Wikileaks made headlines again in 2016 with two high-profile leaks.  These were of emails from the Democratic National Committee and from Hillary Clinton’s campaign manager, John Podesta.  

This provided proof of what many people had already suspected: that the Democratic National Committee favored Clinton as the Democratic nominee for the 2016 US presidential election over her rival, Bernie Sanders.  

This led to an official apology to Sanders and even the resignation of the DNC’s chairwoman, Debbie Wasserman Schultz.
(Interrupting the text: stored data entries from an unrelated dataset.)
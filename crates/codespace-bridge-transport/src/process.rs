//! Local process spawning for the SSH client.

use std::process::{ExitStatus, Stdio};

use codespace_bridge_core::{ExecOutput, TransportError};
use tokio::{io::AsyncWriteExt, process::Command};

/// Run `program` to completion and capture its output.
///
/// Stdin is never inherited: the bridge's own stdin carries the tool
/// protocol, so a child that reads it would swallow requests.
pub(crate) async fn run(
    program: &str,
    args: &[String],
    stdin: Option<&[u8]>,
) -> Result<ExecOutput, TransportError> {
    let mut cmd = Command::new(program);
    // Dropping the future (caller deadline) must not leave the client behind.
    cmd.kill_on_drop(true)
        .args(args)
        .stdout(Stdio::piped())
        .stderr(Stdio::piped())
        .stdin(if stdin.is_some() {
            Stdio::piped()
        } else {
            Stdio::null()
        });

    let mut child = cmd.spawn().map_err(|source| TransportError::Spawn {
        program: program.to_string(),
        source,
    })?;

    let writer = match (child.stdin.take(), stdin) {
        (Some(mut pipe), Some(input)) => {
            let data = input.to_vec();
            Some(tokio::spawn(async move {
                pipe.write_all(&data).await?;
                pipe.shutdown().await
            }))
        }
        _ => None,
    };

    let output = child.wait_with_output().await?;

    if let Some(writer) = writer {
        match writer.await {
            Ok(Err(e)) if e.kind() != std::io::ErrorKind::BrokenPipe => {
                tracing::warn!(program, error = %e, "Failed to write stdin to child");
            }
            Err(e) => tracing::warn!(program, error = %e, "Stdin writer task failed"),
            _ => {}
        }
    }

    Ok(ExecOutput {
        stdout: String::from_utf8_lossy(&output.stdout).into_owned(),
        stderr: String::from_utf8_lossy(&output.stderr).into_owned(),
        exit_code: output.status.code().unwrap_or(-1),
    })
}

/// Run `program` for its exit status only.
///
/// Stdout is discarded and stderr goes to our own stderr (the log stream).
/// Used for commands that fork a background process holding their pipes,
/// like `ssh -fN`.
pub(crate) async fn run_status(program: &str, args: &[String]) -> Result<ExitStatus, TransportError> {
    Command::new(program)
        .args(args)
        .stdin(Stdio::null())
        .stdout(Stdio::null())
        .stderr(Stdio::inherit())
        .kill_on_drop(true)
        .status()
        .await
        .map_err(|source| TransportError::Spawn {
            program: program.to_string(),
            source,
        })
}
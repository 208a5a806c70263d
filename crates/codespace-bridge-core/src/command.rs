//! Command parts and POSIX shell quoting.

use shlex::QuoteError;

/// Quote one word for a POSIX shell.
///
/// # Errors
/// Returns error if the word contains a NUL byte.
pub fn quote(word: &str) -> Result<String, QuoteError> {
    shlex::try_quote(word).map(std::borrow::Cow::into_owned)
}

/// Quote every word and join them with single spaces.
///
/// # Errors
/// Returns error if any word contains a NUL byte.
pub fn quote_all<I>(words: I) -> Result<String, QuoteError>
where
    I: IntoIterator,
    I::Item: AsRef<str>,
{
    let quoted = words
        .into_iter()
        .map(|w| quote(w.as_ref()))
        .collect::<Result<Vec<_>, _>>()?;
    Ok(quoted.join(" "))
}

/// Parsed command parts (program + args).
#[derive(Debug, Clone, PartialEq, Eq)]
pub struct CommandParts {
    pub program: String,
    pub args: Vec<String>,
}

impl CommandParts {
    /// Create new command parts.
    #[must_use]
    pub fn new(program: impl Into<String>, args: Vec<String>) -> Self {
        Self {
            program: program.into(),
            args,
        }
    }

    /// Append one argument.
    #[must_use]
    pub fn arg(mut self, arg: impl Into<String>) -> Self {
        self.args.push(arg.into());
        self
    }

    /// Append several arguments.
    #[must_use]
    pub fn extend_args<I>(mut self, more: I) -> Self
    where
        I: IntoIterator,
        I::Item: Into<String>,
    {
        self.args.extend(more.into_iter().map(Into::into));
        self
    }

    /// Program followed by its arguments.
    #[must_use]
    pub fn to_argv(&self) -> Vec<String> {
        std::iter::once(self.program.clone())
            .chain(self.args.iter().cloned())
            .collect()
    }

    /// Render as a single shell command line, every word quoted.
    ///
    /// # Errors
    /// Returns error if any word contains a NUL byte.
    pub fn render(&self) -> Result<String, QuoteError> {
        quote_all(self.to_argv())
    }
}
This provides another great example of the influence that Wikileaks has been able to achieve through its publications.  

It was later alleged that the hackers who stole these emails were agents of one or more Russian intelligence agencies.

Chelsea Manning

Chelsea Manning is the former US Army intelligence analyst who provided Wikileaks with much of the information that made them famous, including evidence of American war crimes.  She was arrested in May 2010.  

The way she was treated in her pre-trial detention was described as “cruel, inhuman, and degrading” by Juan E. Méndez, United Nations Special Rapporteur on torture.  

In 2013, Manning was convicted and sentenced to 35 years in prison, amid protests.  Several appeals for her release followed, and in 2017, this sentence was commuted by President Obama, and she was released later that year.  

Opinions on Manning’s case have sharply divided US opinion.  Some regard her as a hero who stood up for truth and openness and didn’t turn her eyes away from the crimes she witnesses.  Others see her as a traitor who hugely endangered US national security.

The Founder Of Wikileaks: Julian Assange

Julian Assange is the founder of Wikileaks. He is an Australian citizen but has, since April 2019, been confined in the Belmarsh maximum security prison in London.  

He was sought by the Swedish police in connection to an allegation of rape from a Swedish woman but attempted to evade extradition, arguing that if he was taken to Sweden, he would then be extradited to the US.  

As part of his efforts to do this, he spent the years 2012 – 2019 living in the Ecuadorian Embassy in London.

Since the British police were unable to enter the embassy and Assange refused to leave, he was able to live there with impunity, and he continued to work while in this house arrest.  

However, he was forced to leave in 2019 when his relations with the Ecuadorian embassy broke down.  The Ecuadorian authorities invited the police into the embassy and Assange was arrested.

How Is Wikileaks Financed?

Wikileaks is a non-for-profit organization that is mainly funded through donations.  Many of the lawyers who represent Wikileaks often work pro bono. Donations are collected via PayPal and Amazon Payments. 

Some supporters donate on a regular basis, others contribute when large leaks take place.

The majority of funds go towards legal bills and the running costs of the website. At present, these expenses include hosting services and salaries for staff. 

Although the site has taken criticism for being “anti-establishment,” it has also become very popular among some of those who support whistleblowers and transparency.

While Wikileaks’ finances are not transparent, they have repeatedly stated that all donors’ identities remain confidential, and no money goes toward political campaigning.  

It has experienced restrictions from major financial institutions like PayPal, the Bank of America, Visa, Western Union, and others, and Assange said in 2011 that such limitations had cost the site 95% of its revenue stream.

Final Thoughts

Wikileaks is one of the most controversial organizations in modern politics partly because of what it does, and partly due to how it does it and those who fund it. 

They provide free access to leaked material, which may be used in court cases or public debate.

Whether you think its activities are a vital struggle to maintain transparency in politics or dangerous subversion, it’s something that you need to be informed about.